Top of DATA FOR PROCESSING

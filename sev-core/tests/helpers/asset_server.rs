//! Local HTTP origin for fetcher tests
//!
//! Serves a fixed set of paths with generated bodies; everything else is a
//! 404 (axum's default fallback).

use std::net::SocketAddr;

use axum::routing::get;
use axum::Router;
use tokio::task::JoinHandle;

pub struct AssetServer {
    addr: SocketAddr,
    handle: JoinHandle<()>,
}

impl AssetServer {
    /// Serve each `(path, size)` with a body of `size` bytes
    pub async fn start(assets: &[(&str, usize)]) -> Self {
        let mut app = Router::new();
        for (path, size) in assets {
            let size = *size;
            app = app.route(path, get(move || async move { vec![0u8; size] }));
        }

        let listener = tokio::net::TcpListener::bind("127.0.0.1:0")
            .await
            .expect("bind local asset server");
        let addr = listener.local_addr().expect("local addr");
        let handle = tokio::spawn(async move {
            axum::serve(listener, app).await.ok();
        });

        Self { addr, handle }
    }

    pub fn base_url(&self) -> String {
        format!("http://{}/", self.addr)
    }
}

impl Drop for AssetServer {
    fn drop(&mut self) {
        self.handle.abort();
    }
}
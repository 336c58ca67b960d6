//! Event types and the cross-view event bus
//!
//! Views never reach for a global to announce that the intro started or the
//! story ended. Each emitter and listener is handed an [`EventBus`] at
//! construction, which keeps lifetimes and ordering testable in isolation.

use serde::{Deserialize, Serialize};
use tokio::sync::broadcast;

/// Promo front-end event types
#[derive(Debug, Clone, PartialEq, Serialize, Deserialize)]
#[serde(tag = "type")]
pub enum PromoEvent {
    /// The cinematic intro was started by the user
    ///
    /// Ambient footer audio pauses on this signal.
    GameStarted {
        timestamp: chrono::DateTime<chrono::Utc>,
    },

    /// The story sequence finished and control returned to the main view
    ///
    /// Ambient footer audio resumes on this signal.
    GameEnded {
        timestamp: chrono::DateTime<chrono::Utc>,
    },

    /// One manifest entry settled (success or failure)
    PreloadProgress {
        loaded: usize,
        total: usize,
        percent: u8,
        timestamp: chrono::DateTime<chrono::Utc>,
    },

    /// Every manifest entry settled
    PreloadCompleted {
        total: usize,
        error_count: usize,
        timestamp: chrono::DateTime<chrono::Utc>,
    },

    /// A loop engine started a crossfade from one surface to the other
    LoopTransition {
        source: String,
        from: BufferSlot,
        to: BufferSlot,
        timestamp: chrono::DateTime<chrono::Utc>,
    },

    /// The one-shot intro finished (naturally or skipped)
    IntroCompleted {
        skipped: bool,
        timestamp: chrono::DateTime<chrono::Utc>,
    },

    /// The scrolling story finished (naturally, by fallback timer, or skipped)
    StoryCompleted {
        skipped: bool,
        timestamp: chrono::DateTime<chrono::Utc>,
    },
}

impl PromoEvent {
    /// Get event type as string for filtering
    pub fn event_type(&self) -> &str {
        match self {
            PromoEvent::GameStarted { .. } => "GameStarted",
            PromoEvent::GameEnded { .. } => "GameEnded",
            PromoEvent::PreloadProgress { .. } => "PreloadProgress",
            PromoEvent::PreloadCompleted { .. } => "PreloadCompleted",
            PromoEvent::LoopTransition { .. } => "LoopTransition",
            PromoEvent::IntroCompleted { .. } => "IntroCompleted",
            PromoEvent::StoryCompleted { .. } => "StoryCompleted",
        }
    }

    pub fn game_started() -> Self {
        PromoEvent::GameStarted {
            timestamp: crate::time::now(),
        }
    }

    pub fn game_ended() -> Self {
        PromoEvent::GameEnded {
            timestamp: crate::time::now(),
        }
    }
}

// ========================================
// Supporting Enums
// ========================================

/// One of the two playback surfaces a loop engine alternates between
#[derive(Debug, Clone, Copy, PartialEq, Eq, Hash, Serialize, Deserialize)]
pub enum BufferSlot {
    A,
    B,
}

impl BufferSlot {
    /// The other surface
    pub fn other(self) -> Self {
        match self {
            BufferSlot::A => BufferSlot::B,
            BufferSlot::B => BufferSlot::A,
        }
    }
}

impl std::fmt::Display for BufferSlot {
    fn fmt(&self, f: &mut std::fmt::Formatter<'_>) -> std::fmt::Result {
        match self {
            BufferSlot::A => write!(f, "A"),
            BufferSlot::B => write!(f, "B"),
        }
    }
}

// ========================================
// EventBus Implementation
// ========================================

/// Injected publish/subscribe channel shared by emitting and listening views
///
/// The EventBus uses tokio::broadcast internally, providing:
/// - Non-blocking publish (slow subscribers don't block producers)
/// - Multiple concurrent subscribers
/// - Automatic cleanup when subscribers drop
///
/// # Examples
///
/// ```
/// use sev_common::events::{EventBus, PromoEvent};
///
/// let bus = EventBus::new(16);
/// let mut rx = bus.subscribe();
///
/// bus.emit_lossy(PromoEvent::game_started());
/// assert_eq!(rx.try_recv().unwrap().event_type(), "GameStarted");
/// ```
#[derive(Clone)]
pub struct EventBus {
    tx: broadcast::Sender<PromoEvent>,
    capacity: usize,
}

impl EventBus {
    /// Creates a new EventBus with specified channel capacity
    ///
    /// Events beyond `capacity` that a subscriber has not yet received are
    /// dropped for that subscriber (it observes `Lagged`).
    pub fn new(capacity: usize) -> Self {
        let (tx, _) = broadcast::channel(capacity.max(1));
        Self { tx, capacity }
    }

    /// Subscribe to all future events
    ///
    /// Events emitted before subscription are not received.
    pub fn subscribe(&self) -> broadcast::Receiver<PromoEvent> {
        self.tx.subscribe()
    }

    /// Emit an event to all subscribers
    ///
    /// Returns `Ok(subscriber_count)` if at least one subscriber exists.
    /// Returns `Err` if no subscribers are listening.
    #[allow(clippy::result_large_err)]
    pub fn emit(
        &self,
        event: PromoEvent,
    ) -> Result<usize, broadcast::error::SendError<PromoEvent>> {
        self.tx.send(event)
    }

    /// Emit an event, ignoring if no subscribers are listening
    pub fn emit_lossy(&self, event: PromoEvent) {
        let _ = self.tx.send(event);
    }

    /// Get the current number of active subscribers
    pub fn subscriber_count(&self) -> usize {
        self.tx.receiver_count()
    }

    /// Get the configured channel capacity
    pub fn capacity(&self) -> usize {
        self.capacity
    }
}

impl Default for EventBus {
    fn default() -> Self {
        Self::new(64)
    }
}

Bottom of DATA FOR PROCESSING
Top of DATA FOR PROCESSING

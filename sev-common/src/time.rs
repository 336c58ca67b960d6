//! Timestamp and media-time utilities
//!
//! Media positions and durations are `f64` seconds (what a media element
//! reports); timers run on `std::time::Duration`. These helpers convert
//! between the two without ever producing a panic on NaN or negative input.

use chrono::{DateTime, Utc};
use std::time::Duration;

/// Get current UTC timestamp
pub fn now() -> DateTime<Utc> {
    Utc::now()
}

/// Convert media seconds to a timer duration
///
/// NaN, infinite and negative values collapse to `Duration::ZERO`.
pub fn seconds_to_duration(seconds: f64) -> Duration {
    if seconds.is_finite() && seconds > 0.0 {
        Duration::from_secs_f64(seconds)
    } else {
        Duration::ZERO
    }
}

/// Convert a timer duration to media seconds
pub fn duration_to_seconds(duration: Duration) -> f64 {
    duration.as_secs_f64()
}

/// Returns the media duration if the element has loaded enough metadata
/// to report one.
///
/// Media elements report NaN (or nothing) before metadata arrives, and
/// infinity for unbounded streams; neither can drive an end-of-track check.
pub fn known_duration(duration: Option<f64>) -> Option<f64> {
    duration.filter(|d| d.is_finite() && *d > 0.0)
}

Bottom of DATA FOR PROCESSING

→ TASK TO COMPLETE
Count the lines in these records that hold the string "ZERO". Only the number is wanted.

→ SOLUTION FOR THIS PROBLEM
2